Author: M. W. Barley
Publisher: Cambridge University Press
Published: 1990-03-22
Total Pages: 492
ISBN-13: 9780521368803
DOWNLOAD EBOOKMaterial from The Agrarian History of England and Wales, in paperback with new introductions.
Author: Joan Thirsk
Publisher: Cambridge University Press
Published: 1990-03
Total Pages: 484
ISBN-13: 9780521368834
DOWNLOAD EBOOKMaterial from The Agrarian History of England and Wales, in paperback with new introductions.
Author: Joan Thirsk
Publisher: Cambridge University Press
Published: 1967-04
Total Pages: 986
ISBN-13: 0521066174
DOWNLOAD EBOOKVolume IV of the Agrarian History (1967) examines farming in Tudor and early Stuart England and Wales.
Author: E. Griffiths
Publisher: Springer
Published: 2009-07-07
Total Pages: 273
ISBN-13: 0230240828
DOWNLOAD EBOOKFarming to halves is the English version of sharefarming, a system of letting land familiar in Europe and the New World, but thought to never have existed in England.

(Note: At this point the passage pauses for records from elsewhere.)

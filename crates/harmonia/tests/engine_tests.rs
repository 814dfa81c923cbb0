mod common;

use chrono::{DateTime, Duration, NaiveDateTime, TimeZone, Utc};
use common::{epoch, greenwich, FixedEphemeris};
use harmonia::ephemeris::{AscendantProvider, EphemerisProvider};
use harmonia::fidelity::AlignmentStatus;
use harmonia::{CelestialBody, GeoLocation, HarmoniaEngine, HarmoniaError, Position};
use std::cell::Cell;

const NATAL: [f64; 10] = [10.0, 40.0, 70.0, 100.0, 130.0, 160.0, 190.0, 220.0, 250.0, 280.0];

#[test]
fn test_compute_chart_uses_provider() {
    let mut sky = FixedEphemeris::new(NATAL);
    sky.ascendant = 95.0; // Cancer rising
    let engine = HarmoniaEngine::new(sky);

    let chart = engine.compute_chart(epoch(), greenwich()).unwrap();
    assert_eq!(chart.ascendant(), 95.0);
    assert_eq!(chart.position(CelestialBody::Venus).longitude, 100.0);
    assert_eq!(chart.house_of(CelestialBody::Venus), 1);
    assert_eq!(chart.house_of(CelestialBody::Sun), 10);
}

#[test]
fn test_invalid_coordinate_rejected_before_provider() {
    let engine = HarmoniaEngine::new(FixedEphemeris::new(NATAL).failing_on(CelestialBody::Sun));
    let result = engine.compute_chart(epoch(), GeoLocation { lat: 12.0, lon: 190.0 });
    assert_eq!(result, Err(HarmoniaError::InvalidCoordinate { lat: 12.0, lon: 190.0 }));
}

#[test]
fn test_provider_failure_propagates() {
    let engine = HarmoniaEngine::new(FixedEphemeris::new(NATAL).failing_on(CelestialBody::Neptune));
    let result = engine.compute_chart(epoch(), greenwich());
    assert!(matches!(
        result,
        Err(HarmoniaError::EphemerisUnavailable { ref body, .. }) if body == "Neptune"
    ));
}

#[test]
fn test_detect_aspects_between_charts() {
    let engine = HarmoniaEngine::new(FixedEphemeris::new(NATAL));
    let natal = engine.compute_chart(epoch(), greenwich()).unwrap();
    let aspects = engine.detect_aspects(&natal, &natal);
    // Every body is conjunct itself
    for body in CelestialBody::ALL {
        assert!(aspects.iter().any(|a| a.body_a == body && a.body_b == body && a.orb == 0.0));
    }
}

#[test]
fn test_classify_attunement_against_itself() {
    let engine = HarmoniaEngine::new(FixedEphemeris::new(NATAL));
    let natal = engine.compute_chart(epoch(), greenwich()).unwrap();
    let report = engine.classify_attunement(&natal, &natal);
    // Identical charts: everything resonates, outer bodies on exact return
    assert_eq!(report.resonance_count, 10);
    assert_eq!(report.gap_count, 0);
    assert_eq!(report.alignment_score, 100);
    assert!(!report.should_notify);
}

#[test]
fn test_weekly_digest_covers_seven_days() {
    let natal_engine = HarmoniaEngine::new(FixedEphemeris::new(NATAL));
    let natal = natal_engine.compute_chart(epoch(), greenwich()).unwrap();

    let speeds = [1.0, 13.0, 1.5, 1.2, 0.6, 0.08, 0.03, 0.01, 0.006, 0.004];
    let moving = FixedEphemeris::new(NATAL).with_speeds(speeds);
    let engine = HarmoniaEngine::new(moving);
    let week_start = epoch() + Duration::days(3);
    let digest = engine.weekly_digest(&natal, week_start, greenwich()).unwrap();

    assert_eq!(digest.days.len(), 7);
    assert_eq!(digest.days[0].day, week_start.date_naive());
    assert_eq!(digest.days[6].day, (week_start + Duration::days(6)).date_naive());
    let sum: i32 = digest.days.iter().map(|d| d.score).sum();
    assert_eq!(digest.average, sum / 7);
    assert_eq!(digest.best.score, digest.days.iter().map(|d| d.score).max().unwrap());
    assert_eq!(digest.worst.score, digest.days.iter().map(|d| d.score).min().unwrap());
    assert!(digest.common_gaps.len() <= 3);
}

#[test]
fn test_weekly_digest_propagates_errors() {
    let natal = HarmoniaEngine::new(FixedEphemeris::new(NATAL))
        .compute_chart(epoch(), greenwich())
        .unwrap();
    let engine = HarmoniaEngine::new(FixedEphemeris::new(NATAL).failing_on(CelestialBody::Moon));
    assert!(engine.weekly_digest(&natal, epoch(), greenwich()).is_err());
    assert!(matches!(
        engine.weekly_digest(&natal, epoch(), GeoLocation { lat: 100.0, lon: 0.0 }),
        Err(HarmoniaError::InvalidCoordinate { .. })
    ));
}

#[test]
fn test_compute_fidelity_uses_hour_lookahead() {
    let natal = HarmoniaEngine::new(FixedEphemeris::new(NATAL))
        .compute_chart(epoch(), greenwich())
        .unwrap();

    // Transiting Sun 2° short of a natal-Sun square and moving forward;
    // transiting Mars 1° past a natal-Mars conjunction and moving forward.
    let mut transit = [40.0, 70.0, 100.0, 130.0, 160.0, 190.0, 220.0, 250.0, 280.0, 310.0];
    transit[CelestialBody::Sun.index()] = 98.0;
    transit[CelestialBody::Mars.index()] = 131.0;
    let mut speeds = [0.0; 10];
    speeds[CelestialBody::Sun.index()] = 1.0;
    speeds[CelestialBody::Mars.index()] = 0.7;
    let engine = HarmoniaEngine::new(FixedEphemeris::new(transit).with_speeds(speeds));

    let report = engine.compute_fidelity(&natal, epoch()).unwrap();
    assert_eq!(report.records.len(), 2);

    let sun = report.records.iter().find(|r| r.body == CelestialBody::Sun).unwrap();
    assert!(sun.fidelity.is_applying);
    assert_eq!(sun.status, AlignmentStatus::Gap);

    let mars = report.records.iter().find(|r| r.body == CelestialBody::Mars).unwrap();
    assert!(!mars.fidelity.is_applying);
    assert_eq!(mars.status, AlignmentStatus::Integration);
}

#[test]
fn test_select_prescription_from_provider() {
    let natal = HarmoniaEngine::new(FixedEphemeris::new(NATAL))
        .compute_chart(epoch(), greenwich())
        .unwrap();
    let engine = HarmoniaEngine::new(FixedEphemeris::new(NATAL));
    let prescription = engine.select_prescription(&natal, epoch()).unwrap();
    assert!(!prescription.is_quiet_day);
    let primary = prescription.primary.unwrap();
    assert_eq!(prescription.carrier_frequency, primary.body_b.base_frequency());
    assert_eq!(prescription.secondary.len(), 2);
}

#[test]
fn test_chart_signals_through_engine() {
    let engine = HarmoniaEngine::new(FixedEphemeris::new(NATAL));
    let natal = engine.compute_chart(epoch(), greenwich()).unwrap();
    assert_eq!(engine.chart_signals(&natal).len(), 10);
}

/// Counts provider calls made through an inner fixed sky.
struct CountingEphemeris {
    inner: FixedEphemeris,
    calls: Cell<usize>,
}

impl EphemerisProvider for CountingEphemeris {
    fn position(&self, moment: DateTime<Utc>, body: CelestialBody) -> harmonia::Result<Position> {
        self.calls.set(self.calls.get() + 1);
        self.inner.position(moment, body)
    }
}

impl AscendantProvider for CountingEphemeris {
    fn ascendant(&self, moment: DateTime<Utc>, location: GeoLocation) -> harmonia::Result<f64> {
        self.inner.ascendant(moment, location)
    }
}

#[test]
fn test_transit_chart_reused_for_prescription_and_fidelity() {
    let natal = HarmoniaEngine::new(FixedEphemeris::new(NATAL))
        .compute_chart(epoch(), greenwich())
        .unwrap();
    let sky = CountingEphemeris {
        inner: FixedEphemeris::new(NATAL),
        calls: Cell::new(0),
    };
    let engine = HarmoniaEngine::new(&sky);

    let transit = engine.compute_chart(epoch(), greenwich()).unwrap();
    let prescription = engine.prescription_for(&natal, &transit);
    let fidelity = engine.fidelity_for(&natal, &transit).unwrap();

    // One chart plus the look-ahead sample
    assert_eq!(sky.calls.get(), 20);
    assert_eq!(prescription, engine.select_prescription(&natal, epoch()).unwrap());
    assert_eq!(fidelity, engine.compute_fidelity(&natal, epoch()).unwrap());
}

#[test]
fn test_moments_past_chrono_range_are_invalid() {
    let natal = HarmoniaEngine::new(FixedEphemeris::new(NATAL))
        .compute_chart(epoch(), greenwich())
        .unwrap();
    let engine = HarmoniaEngine::new(FixedEphemeris::new(NATAL));
    let last = Utc.from_utc_datetime(&NaiveDateTime::MAX);

    assert!(matches!(
        engine.compute_fidelity(&natal, last),
        Err(HarmoniaError::InvalidMoment { .. })
    ));
    assert!(matches!(
        engine.weekly_digest(&natal, last - Duration::days(3), greenwich()),
        Err(HarmoniaError::InvalidMoment { .. })
    ));
}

This book reveals its hidden history in England, overturning traditional accounts of the relationship between landlords and tenants in the course of English Agrarian development.
Author: Andy Wood
Publisher: Cambridge University Press
Published: 2013-08-15
Total Pages: 411
ISBN-13: 1107433800
DOWNLOAD EBOOKDid ordinary people in early modern England have any coherent sense of the past? Andy Wood's pioneering new book charts how popular memory generated a kind of usable past that legitimated claims to rights, space and resources. He explores the genesis of customary law in the medieval period; the politics of popular memory; local identities and traditions; gender and custom; literacy, orality and memory; landscape, space and memory; and the legacy of this cultural world for later generations. Drawing from a wealth of sources ranging from legal proceedings and parochial writings to proverbs and estate papers, he shows how custom formed a body of ideas built up generation after generation from localized patterns of cooperation and conflict. This is a unique account of the intimate connection between landscape, place and identity and of how the poorer and middling sort felt about the world around them.